TO DO
Starting at the top of the entries, restate word for word each line up to and including the one with "#[derive(Debug, Clone)]".

● ● ● ● ● ● ●

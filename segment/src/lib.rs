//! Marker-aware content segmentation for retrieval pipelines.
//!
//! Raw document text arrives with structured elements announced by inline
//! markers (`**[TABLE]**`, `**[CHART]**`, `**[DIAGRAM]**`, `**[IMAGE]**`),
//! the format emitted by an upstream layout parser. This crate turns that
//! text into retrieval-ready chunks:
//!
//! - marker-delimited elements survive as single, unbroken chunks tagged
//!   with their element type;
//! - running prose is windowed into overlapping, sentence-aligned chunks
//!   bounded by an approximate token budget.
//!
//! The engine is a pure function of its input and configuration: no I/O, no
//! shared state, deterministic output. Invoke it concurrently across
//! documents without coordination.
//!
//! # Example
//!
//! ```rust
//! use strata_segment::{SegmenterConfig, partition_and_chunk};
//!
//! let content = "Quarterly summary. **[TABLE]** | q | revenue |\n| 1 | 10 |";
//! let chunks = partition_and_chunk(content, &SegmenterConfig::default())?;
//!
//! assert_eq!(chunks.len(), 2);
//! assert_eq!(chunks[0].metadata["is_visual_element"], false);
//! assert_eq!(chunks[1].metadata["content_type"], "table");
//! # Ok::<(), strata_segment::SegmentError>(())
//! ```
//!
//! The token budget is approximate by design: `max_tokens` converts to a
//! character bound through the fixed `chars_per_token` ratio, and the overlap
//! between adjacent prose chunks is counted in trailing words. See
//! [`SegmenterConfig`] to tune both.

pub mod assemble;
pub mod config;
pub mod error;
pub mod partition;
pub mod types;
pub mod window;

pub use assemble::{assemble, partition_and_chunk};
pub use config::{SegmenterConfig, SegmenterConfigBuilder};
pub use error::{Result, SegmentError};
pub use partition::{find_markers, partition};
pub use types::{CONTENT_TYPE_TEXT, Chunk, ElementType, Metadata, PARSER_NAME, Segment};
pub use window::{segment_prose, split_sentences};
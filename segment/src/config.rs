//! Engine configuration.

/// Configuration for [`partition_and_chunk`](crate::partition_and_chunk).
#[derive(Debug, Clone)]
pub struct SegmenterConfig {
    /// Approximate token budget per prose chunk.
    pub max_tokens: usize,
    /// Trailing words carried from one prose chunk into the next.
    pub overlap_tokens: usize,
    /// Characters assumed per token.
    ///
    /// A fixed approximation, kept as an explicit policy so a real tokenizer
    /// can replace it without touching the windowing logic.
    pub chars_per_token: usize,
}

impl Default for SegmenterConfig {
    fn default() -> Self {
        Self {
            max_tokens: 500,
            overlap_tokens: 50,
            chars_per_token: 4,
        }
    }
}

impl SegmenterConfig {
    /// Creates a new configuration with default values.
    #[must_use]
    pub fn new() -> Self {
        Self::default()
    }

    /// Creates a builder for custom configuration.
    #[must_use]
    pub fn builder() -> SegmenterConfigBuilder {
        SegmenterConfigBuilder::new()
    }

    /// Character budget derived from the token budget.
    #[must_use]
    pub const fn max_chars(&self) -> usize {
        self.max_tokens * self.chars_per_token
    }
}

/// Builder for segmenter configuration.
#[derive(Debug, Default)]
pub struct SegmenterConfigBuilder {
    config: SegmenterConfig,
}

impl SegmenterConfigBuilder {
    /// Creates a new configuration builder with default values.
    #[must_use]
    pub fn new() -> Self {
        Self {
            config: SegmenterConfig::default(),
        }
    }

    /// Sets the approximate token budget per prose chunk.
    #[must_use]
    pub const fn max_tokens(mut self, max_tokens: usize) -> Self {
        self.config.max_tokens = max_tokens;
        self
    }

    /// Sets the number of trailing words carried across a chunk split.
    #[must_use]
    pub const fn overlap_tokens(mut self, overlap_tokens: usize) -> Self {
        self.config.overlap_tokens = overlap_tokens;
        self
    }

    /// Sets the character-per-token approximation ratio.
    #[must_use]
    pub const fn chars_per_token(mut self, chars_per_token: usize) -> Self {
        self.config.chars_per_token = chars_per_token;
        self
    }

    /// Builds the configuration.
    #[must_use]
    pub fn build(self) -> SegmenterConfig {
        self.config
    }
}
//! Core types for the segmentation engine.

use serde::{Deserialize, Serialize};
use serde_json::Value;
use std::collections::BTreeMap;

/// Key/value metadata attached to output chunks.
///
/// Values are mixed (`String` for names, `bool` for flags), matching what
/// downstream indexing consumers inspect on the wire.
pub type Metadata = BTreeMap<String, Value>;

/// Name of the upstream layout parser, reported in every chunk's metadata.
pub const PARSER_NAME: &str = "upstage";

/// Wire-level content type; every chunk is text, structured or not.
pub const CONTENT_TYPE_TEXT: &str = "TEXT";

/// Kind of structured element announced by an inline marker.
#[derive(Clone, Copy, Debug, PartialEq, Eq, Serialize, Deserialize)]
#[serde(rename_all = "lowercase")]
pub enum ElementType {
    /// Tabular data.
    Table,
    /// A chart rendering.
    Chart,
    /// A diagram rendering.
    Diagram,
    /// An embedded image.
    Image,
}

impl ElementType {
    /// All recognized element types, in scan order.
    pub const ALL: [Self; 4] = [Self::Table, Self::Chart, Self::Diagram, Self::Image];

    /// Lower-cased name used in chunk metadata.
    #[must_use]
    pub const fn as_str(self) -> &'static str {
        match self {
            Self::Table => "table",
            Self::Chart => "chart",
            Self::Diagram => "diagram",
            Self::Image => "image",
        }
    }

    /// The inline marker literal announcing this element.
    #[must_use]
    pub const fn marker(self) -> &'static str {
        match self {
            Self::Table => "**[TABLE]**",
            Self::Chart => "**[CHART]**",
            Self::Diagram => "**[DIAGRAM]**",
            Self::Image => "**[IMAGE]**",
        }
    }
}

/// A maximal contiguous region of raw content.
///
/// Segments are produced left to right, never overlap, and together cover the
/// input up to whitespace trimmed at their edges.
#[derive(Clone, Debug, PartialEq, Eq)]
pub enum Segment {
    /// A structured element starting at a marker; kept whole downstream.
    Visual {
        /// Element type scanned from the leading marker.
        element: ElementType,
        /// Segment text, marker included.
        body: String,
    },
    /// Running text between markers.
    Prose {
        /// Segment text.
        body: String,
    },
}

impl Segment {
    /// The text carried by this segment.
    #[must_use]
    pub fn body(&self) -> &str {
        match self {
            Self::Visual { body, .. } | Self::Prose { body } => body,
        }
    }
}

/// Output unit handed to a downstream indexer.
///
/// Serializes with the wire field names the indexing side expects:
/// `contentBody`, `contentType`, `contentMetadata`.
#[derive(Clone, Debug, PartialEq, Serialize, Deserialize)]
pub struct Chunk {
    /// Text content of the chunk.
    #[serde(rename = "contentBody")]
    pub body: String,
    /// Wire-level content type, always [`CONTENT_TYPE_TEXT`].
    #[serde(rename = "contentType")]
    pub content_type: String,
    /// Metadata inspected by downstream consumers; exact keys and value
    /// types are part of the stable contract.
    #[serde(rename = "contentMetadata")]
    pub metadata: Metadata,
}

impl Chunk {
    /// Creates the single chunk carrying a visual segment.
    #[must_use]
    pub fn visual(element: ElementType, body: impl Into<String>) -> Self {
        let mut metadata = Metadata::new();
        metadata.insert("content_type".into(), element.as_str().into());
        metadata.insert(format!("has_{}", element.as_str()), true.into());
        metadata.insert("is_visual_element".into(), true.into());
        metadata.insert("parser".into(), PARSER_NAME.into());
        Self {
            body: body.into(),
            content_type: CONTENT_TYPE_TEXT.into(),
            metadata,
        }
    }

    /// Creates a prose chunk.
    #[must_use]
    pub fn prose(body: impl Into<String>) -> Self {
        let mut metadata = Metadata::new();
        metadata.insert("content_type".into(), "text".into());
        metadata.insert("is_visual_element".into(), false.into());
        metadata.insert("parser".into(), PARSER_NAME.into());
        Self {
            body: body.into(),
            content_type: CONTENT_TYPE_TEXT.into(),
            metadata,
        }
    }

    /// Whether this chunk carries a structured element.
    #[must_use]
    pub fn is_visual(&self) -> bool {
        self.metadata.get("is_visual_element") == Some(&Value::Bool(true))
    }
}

● ● ● ● ● ● ●

EXERCISE OUTPUT
filename segment/src/lib.rs
//! Marker-aware content segmentation for retrieval pipelines.
//!
//! Raw document text arrives with structured elements announced by inline
//! markers (`**[TABLE]**`, `**[CHART]**`, `**[DIAGRAM]**`, `**[IMAGE]**`),
//! the format emitted by an upstream layout parser. This crate turns that
//! text into retrieval-ready chunks:
//!
//! - marker-delimited elements survive as single, unbroken chunks tagged
//!   with their element type;
//! - running prose is windowed into overlapping, sentence-aligned chunks
//!   bounded by an approximate token budget.
//!
//! The engine is a pure function of its input and configuration: no I/O, no
//! shared state, deterministic output. Invoke it concurrently across
//! documents without coordination.
//!
//! # Example
//!
//! ```rust
//! use strata_segment::{SegmenterConfig, partition_and_chunk};
//!
//! let content = "Quarterly summary. **[TABLE]** | q | revenue |\n| 1 | 10 |";
//! let chunks = partition_and_chunk(content, &SegmenterConfig::default())?;
//!
//! assert_eq!(chunks.len(), 2);
//! assert_eq!(chunks[0].metadata["is_visual_element"], false);
//! assert_eq!(chunks[1].metadata["content_type"], "table");
//! # Ok::<(), strata_segment::SegmentError>(())
//! ```
//!
//! The token budget is approximate by design: `max_tokens` converts to a
//! character bound through the fixed `chars_per_token` ratio, and the overlap
//! between adjacent prose chunks is counted in trailing words. See
//! [`SegmenterConfig`] to tune both.

pub mod assemble;
pub mod config;
pub mod error;
pub mod partition;
pub mod types;
pub mod window;

pub use assemble::{assemble, partition_and_chunk};
pub use config::{SegmenterConfig, SegmenterConfigBuilder};
pub use error::{Result, SegmentError};
pub use partition::{find_markers, partition};
pub use types::{CONTENT_TYPE_TEXT, Chunk, ElementType, Metadata, PARSER_NAME, Segment};
pub use window::{segment_prose, split_sentences};
filename segment/src/config.rs
//! Engine configuration.

/// Configuration for [`partition_and_chunk`](crate::partition_and_chunk).
#[derive(Debug, Clone)]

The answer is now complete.